Tricia at The Miss Rumphius Effect came up with a list of some her favorite gift books for the December Carnival of Children's Literature (to be hosted by Big A little a). She organized them by category: snow, origami, puzzles and mysteries, nonfiction, and dogs; and wrote a nice precis of each one. She also asked for readers' favorites in those categories; here are some of mine:
Grandmother Winter by Phyllis Root; pictures by Beth Krommes (Houghton Mifflin, 1999). What happens when Grandmother Winter shakes her feather quilt? Why, it snows, of course: big soft feathery flakes; then all sorts of creatures (and children!) must make ready for the cold winter. I love Phyllis Root's work; here, she was inspired by the German tales of Mother Holle. And Beth Krommes's scratchboard-and-watercolor illustrations (this was her first picture book; she went on to illustrate Joyce Sidman's award-winning poetry collections) are both beautiful and true.

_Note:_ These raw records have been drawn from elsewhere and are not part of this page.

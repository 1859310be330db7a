//! Error types for multi-client GraphQL binding generation.
//!
//! This module provides the shared error hierarchy used across all crates
//! in the workspace, with contextual information on every variant.
//!
//! # Examples
//!
//! ```
//! use gqlm_core::{Error, Result};
//!
//! fn check_host(host: &str) -> Result<()> {
//!     if host.is_empty() {
//!         return Err(Error::MissingClientHost {
//!             client: "default".to_string(),
//!         });
//!     }
//!     Ok(())
//! }
//!
//! let err = check_host("").unwrap_err();
//! assert!(err.is_missing_host());
//! ```

use crate::ErrorRecord;
use thiserror::Error;

/// Main error type for the binding generation pipeline and runtime dispatch.
///
/// Generation-time errors (`MissingOperationName`, `MissingClientHost`,
/// `DocumentParse`, `GenerationFailed`) abort the whole generation run;
/// there is no partial generation. Dispatch-time failures are surfaced as
/// [`Error::Dispatch`] carrying the captured error record.
#[derive(Error, Debug)]
pub enum Error {
    /// A document defines an operation without a name.
    ///
    /// Fatal for the generation run: an unnamed operation cannot be
    /// attributed to a client or bound to an exported wrapper.
    #[error("Operation name missing in: {document}")]
    MissingOperationName {
        /// Path of the offending document
        document: String,
    },

    /// A configured client has no resolvable host.
    ///
    /// Raised at configuration-resolution time after environment overrides
    /// have been applied.
    #[error("GraphQL client ({client}) is missing its host")]
    MissingClientHost {
        /// Name of the client missing a host
        client: String,
    },

    /// A client name was referenced that is not configured.
    #[error("Unknown GraphQL client: {client}")]
    UnknownClient {
        /// The unrecognized client name
        client: String,
    },

    /// A document could not be parsed as GraphQL.
    #[error("Failed to parse document {document}: {message}")]
    DocumentParse {
        /// Path of the document that failed to parse
        document: String,
        /// Parser diagnostic
        message: String,
    },

    /// The external SDK generator failed.
    #[error("SDK generation failed: {message}")]
    GenerationFailed {
        /// Description of the generation failure
        message: String,
        /// Optional underlying error
        #[source]
        source: Option<Box<dyn std::error::Error + Send + Sync>>,
    },

    /// Configuration error.
    ///
    /// Raised when configuration is invalid or contains contradictory
    /// settings.
    #[error("Configuration error: {message}")]
    ConfigError {
        /// Description of the configuration problem
        message: String,
    },

    /// Filesystem I/O failure while reading documents.
    #[error("I/O error on {path}")]
    Io {
        /// Path involved in the failed operation
        path: String,
        /// Underlying I/O error
        #[source]
        source: std::io::Error,
    },

    /// An operation name was dispatched that no catalog entry covers.
    #[error("Unknown GraphQL operation: {operation}")]
    UnknownOperation {
        /// The unrecognized operation name
        operation: String,
    },

    /// A dispatched call failed.
    ///
    /// Carries the captured error record; the raw transport error is never
    /// surfaced so callers only ever handle one error shape.
    #[error("GraphQL request failed on client '{}': {}", .0.client, .0.operation_name)]
    Dispatch(ErrorRecord),

    /// Serialization/deserialization error.
    #[error("Serialization error: {message}")]
    SerializationError {
        /// Description of the serialization failure
        message: String,
        /// Underlying serde error
        #[source]
        source: Option<serde_json::Error>,
    },
}

impl Error {
    /// Returns `true` if this is a missing-operation-name error.
    #[must_use]
    pub const fn is_missing_operation_name(&self) -> bool {
        matches!(self, Self::MissingOperationName { .. })
    }

    /// Returns `true` if this is a missing-client-host error.
    #[must_use]
    pub const fn is_missing_host(&self) -> bool {
        matches!(self, Self::MissingClientHost { .. })
    }

    /// Returns `true` if this is an unknown-client error.
    #[must_use]
    pub const fn is_unknown_client(&self) -> bool {
        matches!(self, Self::UnknownClient { .. })
    }

    /// Returns `true` if this is a document parse error.
    #[must_use]
    pub const fn is_parse_error(&self) -> bool {
        matches!(self, Self::DocumentParse { .. })
    }

    /// Returns `true` if this is a generation failure.
    #[must_use]
    pub const fn is_generation_error(&self) -> bool {
        matches!(self, Self::GenerationFailed { .. })
    }

    /// Returns `true` if this is a configuration error.
    #[must_use]
    pub const fn is_config_error(&self) -> bool {
        matches!(self, Self::ConfigError { .. })
    }

    /// Returns `true` if this is a dispatch failure.
    #[must_use]
    pub const fn is_dispatch_error(&self) -> bool {
        matches!(self, Self::Dispatch(_))
    }

    /// Returns the captured error record for a dispatch failure.
    #[must_use]
    pub const fn dispatch_record(&self) -> Option<&ErrorRecord> {
        match self {
            Self::Dispatch(record) => Some(record),
            _ => None,
        }
    }
}

/// Result type alias for pipeline operations.
pub type Result<T> = std::result::Result<T, Error>;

Yoko's Paper Cranes by Rosemary Wells (Hyperion, 2001). Spare text and beautiful art (using origami and washi papers, gold leaf, rubber stamps, and paint) combine to tell a many-layered, extremely satisfying story. Yoko moves to California, but comes up with a symbolic birthday gift to send her grandmother in Japan. Includes diagrams for folding an origami paper crane (not the easiest thing to fold, but perhaps the most well-known). This is also a good wintertime and holiday read, especially for children who live far from their grandparents.
Puzzles and mysteries
The Westing Game by Ellen Rankin (it won the Newbery Medal in 1979). I still remember reading The Westing Game for the first time; it was so unlike any book I had read before (or since). The granddaddy of the puzzle/mystery mid-grade novel. Check out this website, The Westing Heirs; it was created by a group of fourth-graders (and their teachers). So kids are still reading it!
Nonfiction and Dogs
Dogs and Cats by Steve Jenkins (Houghton Mifflin, 2007). Milly loves dogs; we have a basket full of her favorite "dog books." The usual suspects are in there: Spot, Biscuit, Harry, McDuff; as well as a random assortment of others and a revolving door of dog library books. This fall we added nonfiction, mostly because Steve Jenkins's cut and torn paper collage illustrations are so appealing (ahem, to me), but his text is nicely organized around questions and comparisons. It's fair to say that the "and Cats" part of this two-sided book rarely gets read at our house, though.
Thanks again, Tricia! Everyone (two? three?) else, please feel free to list or link to your favorites in these categories in the comments as well.